Two-thirds of the world's people live on less than $2 a day, meaning that poverty is the norm. The life experience of the average American, as I consider myself, is very different from the reality of what life is like for most members of our species. But while the experience of living on Earth for me in my first twenty-two years of life is nothing like the day-to-day activities of most of my brothers and sisters, it is the commonalities of life as humans that offers me the most excitement and hope. Being afraid when you hear something threatening in the dark, or that rush of elation when your favorite sports team makes a big play, or worrying about whether or not a friend or family member is happy and what you can do about it, or that curiosity that keeps us seeking; these commonalities of the human experience, our emotional relationship with ourselves and others, provide a ready-made brotherhood. It is our responsibility, as creatures with the ability of compassion, to use this inherent human bond to improve our world in the quest for a more peaceful living experience for all.

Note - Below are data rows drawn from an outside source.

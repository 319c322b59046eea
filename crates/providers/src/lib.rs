//! LLM provider implementations for codeact.
//!
//! All providers implement the `codeact_core::Provider` trait.

pub mod openai_compat;

pub use openai_compat::OpenAiCompatProvider;
//! Jupyter wire protocol (v5.3) message construction and folding.
//!
//! These are pure functions so the drain logic is testable without a live
//! gateway: `execute_request` builds the outbound envelope, and
//! `OutputAccumulator::fold` turns each inbound channel message into
//! collected stdout/stderr until the kernel reports idle.

use serde::{Deserialize, Serialize};
use uuid::Uuid;

/// Outbound `execute_request` envelope.
#[derive(Debug, Serialize)]
pub struct ExecuteRequest {
    pub header: MessageHeader,
    pub metadata: serde_json::Value,
    pub content: ExecuteContent,
    pub buffers: Vec<serde_json::Value>,
    pub parent_header: serde_json::Value,
    pub channel: String,
}

#[derive(Debug, Serialize, Deserialize)]
pub struct MessageHeader {
    pub msg_id: String,
    pub username: String,
    pub session: String,
    pub msg_type: String,
    pub version: String,
}

#[derive(Debug, Serialize)]
pub struct ExecuteContent {
    pub code: String,
    pub silent: bool,
    pub store_history: bool,
    pub user_expressions: serde_json::Value,
    pub allow_stdin: bool,
}

/// Build an `execute_request` for `code`. Returns the envelope and its
/// `msg_id`, which inbound messages are matched against.
pub fn execute_request(code: &str) -> (ExecuteRequest, String) {
    let msg_id = Uuid::new_v4().simple().to_string();
    let request = ExecuteRequest {
        header: MessageHeader {
            msg_id: msg_id.clone(),
            username: "agent".into(),
            session: Uuid::new_v4().simple().to_string(),
            msg_type: "execute_request".into(),
            version: "5.3".into(),
        },
        metadata: serde_json::json!({}),
        content: ExecuteContent {
            code: code.into(),
            silent: false,
            store_history: true,
            user_expressions: serde_json::json!({}),
            allow_stdin: false,
        },
        buffers: Vec::new(),
        parent_header: serde_json::json!({}),
        channel: "shell".into(),
    };
    (request, msg_id)
}

/// Inbound kernel message, deserialized loosely — only the fields the
/// accumulator needs.
#[derive(Debug, Deserialize)]
pub struct KernelMessage {
    pub header: InboundHeader,
    #[serde(default)]
    pub parent_header: ParentHeader,
    #[serde(default)]
    pub content: serde_json::Value,
}

#[derive(Debug, Deserialize)]
pub struct InboundHeader {
    pub msg_type: String,
}

#[derive(Debug, Default, Deserialize)]
pub struct ParentHeader {
    #[serde(default)]
    pub msg_id: Option<String>,
}

/// Collects incremental stdout/stderr for one execute request.
#[derive(Debug, Default)]
pub struct OutputAccumulator {
    pub stdout: String,
    pub stderr: String,
}

impl OutputAccumulator {
    /// Fold one inbound message. Returns `true` when the kernel has gone
    /// idle for our request (execution finished).
    ///
    /// - `stream` messages append to stdout or stderr by name
    /// - `error` messages append `"{ename}: {evalue}"` to stderr
    /// - `status` with `execution_state == "idle"` ends the drain
    ///
    /// Messages that are replies to other requests are ignored.
    pub fn fold(&mut self, msg: &KernelMessage, parent_msg_id: &str) -> bool {
        if msg.parent_header.msg_id.as_deref() != Some(parent_msg_id) {
            return false;
        }

        match msg.header.msg_type.as_str() {
            "stream" => {
                let text = msg.content["text"].as_str().unwrap_or_default();
                match msg.content["name"].as_str() {
                    Some("stdout") => self.stdout.push_str(text),
                    Some("stderr") => self.stderr.push_str(text),
                    _ => {}
                }
                false
            }
            "error" => {
                let ename = msg.content["ename"].as_str().unwrap_or_default();
                let evalue = msg.content["evalue"].as_str().unwrap_or_default();
                self.stderr.push_str(&format!("{ename}: {evalue}"));
                false
            }
            "status" => msg.content["execution_state"].as_str() == Some("idle"),
            _ => false,
        }
    }
}
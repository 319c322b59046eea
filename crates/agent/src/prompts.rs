//! Fixed prompt text and injected directives.
//!
//! Policy *values* (sentinel, thresholds, trigger phrases) live in
//! `codeact_config::LoopPolicy`; this module holds the prose the agent is
//! steered with.

/// Appended to an observation after repeated identical failures.
pub const STRATEGY_OVERRIDE_DIRECTIVE: &str = "SYSTEM NOTICE: You have retried \
the same operation repeatedly and it failed. Try a completely different approach.";

/// Markers wrapping injected knowledge in the event stream.
pub const KNOWLEDGE_BEGIN_MARKER: &str = "[KNOWLEDGE BASE CONTEXT]";
pub const KNOWLEDGE_END_MARKER: &str = "[END OF CONTEXT]";

/// The system prompt seeded into the event stream at the start of a run.
pub fn system_prompt(plan_path: &str, sentinel: &str) -> String {
    format!(
        r#"You are codeact, a competent autonomous AI agent. Your only way of interacting with the world is by executing Python code in the working environment.

<general_principles>
1. **Analyze and plan:** Before acting, always analyze the task. For complex tasks, your first step must be to create a detailed plan and save it to `{plan_path}`.
2. **Act with code:** Your only form of action is a Python code block. ALWAYS respond with a single code block formatted as ```python\n# your code\n```. Do not include text outside the block.
3. **Use the filesystem:** Use the working directory to save files, drafts, and intermediate results. It is your long-term memory.
4. **Consult the knowledge base:** Before answering a question, consider the context provided. If the history contains a "{begin_marker}" message, use that information to formulate your answer or plan.
5. **Observe and adapt:** After each execution you will receive the result (STDOUT/STDERR). Use that observation to decide your next step and to debug your code if necessary.
6. **Completion:** When every step of the plan is done, your final action must be `print("{sentinel}")`.
</general_principles>

<planning_rules>
- The plan must be saved to `{plan_path}`.
- The plan format is a markdown task list (e.g. `- [ ] Step 1: Do X.`).
- As you complete steps, your first action in the next cycle should be reading `{plan_path}`, and the following action should be rewriting it with the corresponding step checked off (e.g. `- [x] Step 1: Do X.`).
</planning_rules>

<error_rules>
- If executing code produces an error (non-empty STDERR), your first priority is debugging.
- Analyze the error message in STDERR.
- Generate a new code block that fixes the previous error. Do not repeat the code that failed.
- If the same error persists for 3 attempts, abandon the current approach and try a completely different strategy to reach the goal.
</error_rules>"#,
        plan_path = plan_path,
        sentinel = sentinel,
        begin_marker = KNOWLEDGE_BEGIN_MARKER,
    )
}

/// The instruction template for the single planning call.
pub fn planner_prompt(task: &str) -> String {
    format!(
        r#"You are an AI planning assistant. Your job is to decompose a complex goal into a list of simple, actionable steps in markdown format.

User goal: "{task}"

Analyze the goal and generate a detailed plan. Every step must be a clear action the agent can execute.

Respond ONLY with the plan in markdown format, and nothing else."#
    )
}

#[cfg(test)]
mod tests {
    use super::*;

    #[test]
    fn system_prompt_names_plan_path_and_sentinel() {
        let prompt = system_prompt("workspace/todo.md", "TASK_COMPLETE");
        assert!(prompt.contains("workspace/todo.md"));
        assert!(prompt.contains("print(\"TASK_COMPLETE\")"));
        assert!(prompt.contains(KNOWLEDGE_BEGIN_MARKER));
    }

    #[test]
    fn planner_prompt_embeds_task() {
        let prompt = planner_prompt("Create a file named x.txt");
        assert!(prompt.contains("Create a file named x.txt"));
        assert!(prompt.contains("ONLY with the plan"));
    }
}
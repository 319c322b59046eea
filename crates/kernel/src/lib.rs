//! Jupyter Kernel Gateway client for codeact.
//!
//! Implements `codeact_core::ExecutionSession` against a Jupyter Kernel
//! Gateway: kernel lifecycle over REST, code execution over the kernel's
//! WebSocket channels endpoint.

pub mod gateway;
pub mod protocol;

pub use gateway::KernelGatewaySession;
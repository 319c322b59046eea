//! # codeact Core
//!
//! Domain types, traits, and error definitions for the codeact agent runtime.
//! This crate has **zero framework dependencies** — it defines the domain model
//! that all other crates implement against.
//!
//! ## Design Philosophy
//!
//! Every remote collaborator (completion provider, execution session,
//! knowledge retriever) is defined as a trait here. Implementations live in
//! their respective crates. This enables:
//! - Swapping implementations via configuration
//! - Easy testing with mock/stub implementations
//! - Clean dependency graph (all crates depend inward on core)

pub mod error;
pub mod knowledge;
pub mod message;
pub mod provider;
pub mod session;

// Re-export key types at crate root for ergonomics
pub use error::{Error, KnowledgeError, ProviderError, Result, SessionError};
pub use knowledge::{KnowledgeRetriever, EMPTY_KNOWLEDGE_PLACEHOLDER};
pub use message::{EventStream, Message, Role};
pub use provider::{Provider, ProviderRequest, ProviderResponse, Usage};
pub use session::{ExecutionOutput, ExecutionSession};
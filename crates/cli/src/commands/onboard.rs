//! `codeact onboard` — First-time setup.

use codeact_config::AppConfig;

pub async fn run() -> Result<(), Box<dyn std::error::Error>> {
    let config_dir = AppConfig::config_dir();
    let config_path = config_dir.join("config.toml");

    println!("🤖 codeact — First-Time Setup");
    println!("=============================\n");

    if !config_dir.exists() {
        std::fs::create_dir_all(&config_dir)?;
        println!("✅ Created config directory: {}", config_dir.display());
    } else {
        println!("  Config directory exists: {}", config_dir.display());
    }

    if config_path.exists() {
        println!("\n⚠️  Config already exists at: {}", config_path.display());
        println!("   Edit it manually or delete and re-run onboard.\n");
    } else {
        std::fs::write(&config_path, AppConfig::default_toml())?;
        println!("✅ Created config.toml at: {}", config_path.display());
    }

    // Knowledge directory from the (possibly fresh) config
    let config = AppConfig::load().unwrap_or_default();
    let knowledge_dir = std::path::Path::new(&config.knowledge.dir);
    if !knowledge_dir.exists() {
        std::fs::create_dir_all(knowledge_dir)?;
        std::fs::write(
            knowledge_dir.join("README.txt"),
            concat!(
                "Drop .txt documents in this directory to give the agent a\n",
                "knowledge base. Question-style tasks (\"what is ...\", \"tell me\n",
                "about ...\") trigger a search over these files, and the best\n",
                "matches are injected into the agent's context.\n",
            ),
        )?;
        println!("✅ Created knowledge directory: {}", knowledge_dir.display());
    }

    println!("\n📝 Next steps:");
    println!("   1. Point [llm] api_base at your completion server");
    println!("   2. Point [gateway] url at your Jupyter Kernel Gateway");
    println!("   3. Run: codeact run \"your task here\"\n");

    Ok(())
}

The most common complaint I have heard from returned Peace Corps Volunteers is that they felt as if they were unproductive and unable to make as much of a difference in their community as they had hoped. I believe I will not suffer this same disappointment, as I am doing the Peace Corps for a much more selfish reason. Don't get me wrong, I will do all I can to use my resources and networks to try to create a sustainable project to improve the lives of my neighbors, but that is more of a bonus. Basically, I want to try to get a taste of what it is like to live as most people in the world do, for that perspective of the many is an integral foundation for anyone hoping to do worthwhile work. In addition, I expect to learn from living a more simple and slow-paced life, free from the selfishly overly-ambitious, rushed, over-stimulated life of the West. The products of the "progress" of Western civilization, from global communication to modern healthcare to personal choice of diverse opportunities, are wonderful, and have a significant role to play in a more peaceful and happy world, but as sung in "The Dreaming Tree,"

Now progress takes away
What forever took to find.

In our rush of a life, we have become unconsciously distanced from some of its greatest treats, like community and awe. I look forward to reconnecting with some of the beauties of life while living in a more simple way.

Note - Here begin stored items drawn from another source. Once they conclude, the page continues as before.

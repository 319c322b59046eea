//! The Plan -> Execute -> Observe -> Decide control loop.

use std::sync::Arc;

use codeact_config::{AppConfig, EmptyCompletionPolicy, LoopPolicy};
use codeact_core::{
    Error, EventStream, ExecutionSession, KnowledgeRetriever, Message, Provider, ProviderRequest,
    Result,
};
use tracing::{debug, error, info, warn};

use crate::error_tracker::ErrorTracker;
use crate::extract::extract_code_block;
use crate::knowledge_injector::KnowledgeInjector;
use crate::planner::Planner;
use crate::prompts::{STRATEGY_OVERRIDE_DIRECTIVE, system_prompt};

/// Where the orchestrator currently is in a run's lifecycle.
#[derive(Debug, Clone, Copy, PartialEq, Eq)]
pub enum RunState {
    Init,
    Planning,
    Running,
    Terminated,
}

/// How a run ended, for runs that ended without a transport error.
#[derive(Debug, Clone, Copy, PartialEq, Eq)]
pub enum RunOutcome {
    /// The agent executed its completion sentinel.
    Completed,
    /// The model stopped producing actionable code.
    Stalled,
}

/// Drives a single task from planning through termination.
///
/// One orchestrator serves one run. Whatever happens inside the loop, the
/// execution session is shut down exactly once before `run` returns.
pub struct Orchestrator {
    provider: Arc<dyn Provider>,
    session: Arc<dyn ExecutionSession>,
    injector: KnowledgeInjector,
    planner: Planner,
    model: String,
    loop_temperature: f32,
    max_tokens: Option<u32>,
    policy: LoopPolicy,
    event_stream: EventStream,
    error_tracker: ErrorTracker,
    state: RunState,
}

impl Orchestrator {
    pub fn new(
        provider: Arc<dyn Provider>,
        session: Arc<dyn ExecutionSession>,
        retriever: Arc<dyn KnowledgeRetriever>,
        config: &AppConfig,
    ) -> Self {
        let injector = KnowledgeInjector::new(
            retriever,
            config.policy.knowledge_triggers.clone(),
            config.knowledge.top_k,
        );
        let planner = Planner::new(
            provider.clone(),
            config.llm.model.clone(),
            config.llm.planner_temperature,
            config.llm.max_tokens,
        );
        Self {
            provider,
            session,
            injector,
            planner,
            model: config.llm.model.clone(),
            loop_temperature: config.llm.loop_temperature,
            max_tokens: config.llm.max_tokens,
            policy: config.policy.clone(),
            event_stream: EventStream::new(),
            error_tracker: ErrorTracker::new(config.policy.repeat_failure_threshold),
            state: RunState::Init,
        }
    }

    pub fn state(&self) -> RunState {
        self.state
    }

    pub fn event_stream(&self) -> &EventStream {
        &self.event_stream
    }

    /// Consumes the orchestrator, handing back the session for callers that
    /// manage its lifecycle across runs.
    pub fn into_session(self) -> Arc<dyn ExecutionSession> {
        self.session
    }

    /// Runs the task to termination. The session is shut down on every path
    /// out of the loop; a loop error takes precedence over a shutdown error,
    /// which is then only logged.
    pub async fn run(&mut self, task: &str) -> Result<RunOutcome> {
        let loop_result = self.run_inner(task).await;

        let shutdown_result = self.session.shutdown().await;
        self.state = RunState::Terminated;

        match (loop_result, shutdown_result) {
            (Ok(outcome), Ok(())) => Ok(outcome),
            (Ok(_), Err(e)) => {
                error!(error = %e, "session shutdown failed after a clean run");
                Err(e.into())
            }
            (Err(e), Ok(())) => Err(e),
            (Err(loop_err), Err(shutdown_err)) => {
                warn!(error = %shutdown_err, "session shutdown failed while unwinding");
                Err(loop_err)
            }
        }
    }

    async fn run_inner(&mut self, task: &str) -> Result<RunOutcome> {
        let kernel_id = self.session.start().await?;
        info!(%kernel_id, "execution session ready");

        self.state = RunState::Planning;
        self.event_stream.append(Message::system(system_prompt(
            &self.policy.plan_path,
            &self.policy.completion_sentinel,
        )));

        let context = self.injector.maybe_inject(task, &mut self.event_stream).await?;

        let plan = self.planner.create_plan(task, &context).await?;
        info!(plan_lines = plan.lines().count(), "plan created");

        self.event_stream
            .append(Message::user(format!("The objective is: {task}.")));

        self.state = RunState::Running;
        let mut code = plan_bootstrap_code(&self.policy.plan_path, &plan);

        loop {
            debug!(code_len = code.len(), "executing code fragment");
            let output = self.session.execute(&code).await?;

            let mut observation = format!(
                "STDOUT:\n{}\n\nSTDERR:\n{}",
                output.stdout, output.stderr
            );
            if self.error_tracker.observe(&output.stderr) {
                warn!("identical failure repeated, injecting strategy change directive");
                observation.push_str("\n\n");
                observation.push_str(STRATEGY_OVERRIDE_DIRECTIVE);
            }

            self.event_stream
                .append(Message::assistant(format!("```python\n{code}\n```")));
            self.event_stream
                .append(Message::user(format!("Execution result:\n{observation}")));

            // Checked after recording so the transcript always ends with the
            // final action and its observation.
            if code.contains(&self.policy.completion_sentinel) {
                info!("completion sentinel executed, run finished");
                return Ok(RunOutcome::Completed);
            }

            code = match self.next_code().await? {
                Some(next) => next,
                None => {
                    warn!("model produced no actionable code, terminating run");
                    return Ok(RunOutcome::Stalled);
                }
            };
        }
    }

    /// Asks the model for the next action over the full event stream and
    /// extracts the code block. Applies the configured empty-completion
    /// policy before giving up.
    async fn next_code(&mut self) -> Result<Option<String>> {
        if let Some(code) = self.request_code().await? {
            return Ok(Some(code));
        }
        match self.policy.on_empty_completion {
            EmptyCompletionPolicy::Terminate => Ok(None),
            EmptyCompletionPolicy::RetryOnce => {
                debug!("no code block in completion, retrying once");
                self.request_code().await
            }
        }
    }

    async fn request_code(&mut self) -> Result<Option<String>> {
        let mut request =
            ProviderRequest::new(&self.model, self.event_stream.all(), self.loop_temperature);
        request.max_tokens = self.max_tokens;
        let response = self
            .provider
            .complete(request)
            .await
            .map_err(Error::from)?;
        // A fence with an empty interior is as unactionable as no fence at
        // all; both flow through the empty-completion policy.
        Ok(extract_code_block(&response.content).filter(|code| !code.is_empty()))
    }
}

/// The first fragment every run executes: it persists the plan to the
/// working directory so later cycles can read and update it.
fn plan_bootstrap_code(plan_path: &str, plan: &str) -> String {
    format!(
        "import os\nos.makedirs(os.path.dirname(\"{plan_path}\") or \".\", exist_ok=True)\nwith open(\"{plan_path}\", \"w\") as f:\n    f.write(\"\"\"{plan}\"\"\")\nprint(\"Plan saved to {plan_path}\")"
    )
}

Another reason I am doing the Peace Corps is to be uncomfortable. In the desire for personal growth and comprehension of who I am, I believe that removing the comforts from my life will force me to think and learn more and not just float along in an opiated trance, a way of life all too common in today's society. It will, by definition, not be easy or always happy, but I believe it will be worth it, and at the end of my life, I will look back on the difficult times with perhaps more fondness than the easy ones.

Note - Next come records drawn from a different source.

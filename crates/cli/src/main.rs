//! codeact CLI — the main entry point.
//!
//! Commands:
//! - `onboard`  — Initialize config and knowledge directory
//! - `run`      — Run a task through the agent loop
//! - `doctor`   — Diagnose system health

use clap::{Parser, Subcommand};

mod commands;

#[derive(Parser)]
#[command(
    name = "codeact",
    about = "codeact — autonomous code-acting agent runtime",
    version,
    author
)]
struct Cli {
    #[command(subcommand)]
    command: Commands,

    /// Enable verbose logging
    #[arg(short, long, global = true)]
    verbose: bool,
}

#[derive(Subcommand)]
enum Commands {
    /// Initialize configuration and knowledge directory
    Onboard,

    /// Run a task through the agent loop
    Run {
        /// The task to accomplish
        task: String,

        /// Path to an alternate config file
        #[arg(short, long)]
        config: Option<std::path::PathBuf>,
    },

    /// Diagnose system health
    Doctor,
}

#[tokio::main]
async fn main() -> Result<(), Box<dyn std::error::Error>> {
    let cli = Cli::parse();

    // Initialize tracing
    let filter = if cli.verbose { "debug" } else { "info" };
    tracing_subscriber::fmt()
        .with_env_filter(
            tracing_subscriber::EnvFilter::try_from_default_env()
                .unwrap_or_else(|_| tracing_subscriber::EnvFilter::new(filter)),
        )
        .with_target(false)
        .init();

    match cli.command {
        Commands::Onboard => commands::onboard::run().await?,
        Commands::Run { task, config } => commands::run::run(&task, config.as_deref()).await?,
        Commands::Doctor => commands::doctor::run().await?,
    }

    Ok(())
}
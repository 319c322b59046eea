//! `codeact run` — Drive one task through the agent loop.

use std::path::Path;
use std::sync::Arc;
use std::time::Duration;

use codeact_agent::{Orchestrator, RunOutcome};
use codeact_config::AppConfig;
use codeact_kernel::KernelGatewaySession;
use codeact_knowledge::DirectoryRetriever;
use codeact_providers::OpenAiCompatProvider;

pub async fn run(task: &str, config_path: Option<&Path>) -> Result<(), Box<dyn std::error::Error>> {
    let config = match config_path {
        Some(path) => AppConfig::load_from(path),
        None => AppConfig::load(),
    }
    .map_err(|e| format!("Failed to load config: {e}"))?;

    let provider: Arc<OpenAiCompatProvider> = match &config.api_key {
        Some(key) => Arc::new(OpenAiCompatProvider::new("llm", &config.llm.api_base, key)),
        // Local vLLM-style servers accept any bearer token
        None => Arc::new(OpenAiCompatProvider::vllm(&config.llm.api_base)),
    };

    let session = Arc::new(KernelGatewaySession::new(
        &config.gateway.url,
        Duration::from_secs(config.policy.execute_timeout_secs),
    ));

    let retriever = Arc::new(
        DirectoryRetriever::from_dir(&config.knowledge.dir)
            .map_err(|e| format!("Failed to load knowledge base: {e}"))?,
    );

    println!("🤖 codeact — starting run");
    println!("   Task: {task}");
    println!("   Model: {}", config.llm.model);
    println!("   Gateway: {}\n", config.gateway.url);

    let mut orchestrator = Orchestrator::new(provider, session, retriever, &config);
    let outcome = orchestrator.run(task).await?;

    println!();
    match outcome {
        RunOutcome::Completed => println!("✅ Task completed."),
        RunOutcome::Stalled => println!("⚠️  Run stalled: the model stopped producing code."),
    }

    // Final transcript summary
    let stream = orchestrator.event_stream();
    println!("   {} event(s) recorded.", stream.len());

    Ok(())
}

Q: What does the title of your blog mean?

A: "Any number free to wander" is a line from the Dave Matthews Band song, "Pay For What You Get." Basically, I just think it sounds pretty, and has a sense of adventure and hope.


Q: How did you settle on your profile picture for this blog?

A: (Okay, this has never been asked, but I just wanted an excuse to do the following.) After hours of contemplation and perusing My Pictures, I settled on a photo from this past summer in Steamboat Springs, Colorado. Thanks to my mom for snapping it. It, too, is adventurous and hopeful, and those are the traits I am most trying to connect to my impending Peace Corps service. However, I was very tempted to put this picture on my profile:


Alright, that is all for now, but I am excited about hopefully utilizing this blog to give y'all some sort of idea about my life in Togo, as well as to fend off the inevitable loneliness and longing for my friends and family. The love and support I have felt from y'all my entire life are responsible for me being able to take this adventure, so thank you, and I look forward to hearing from you across the pond. (Oh, and I realize it sounds like I'm already in Togo, but I don't actually arrive there until September 20. I will be leaving Simpsonville for staging in Philadelphia on September 17.)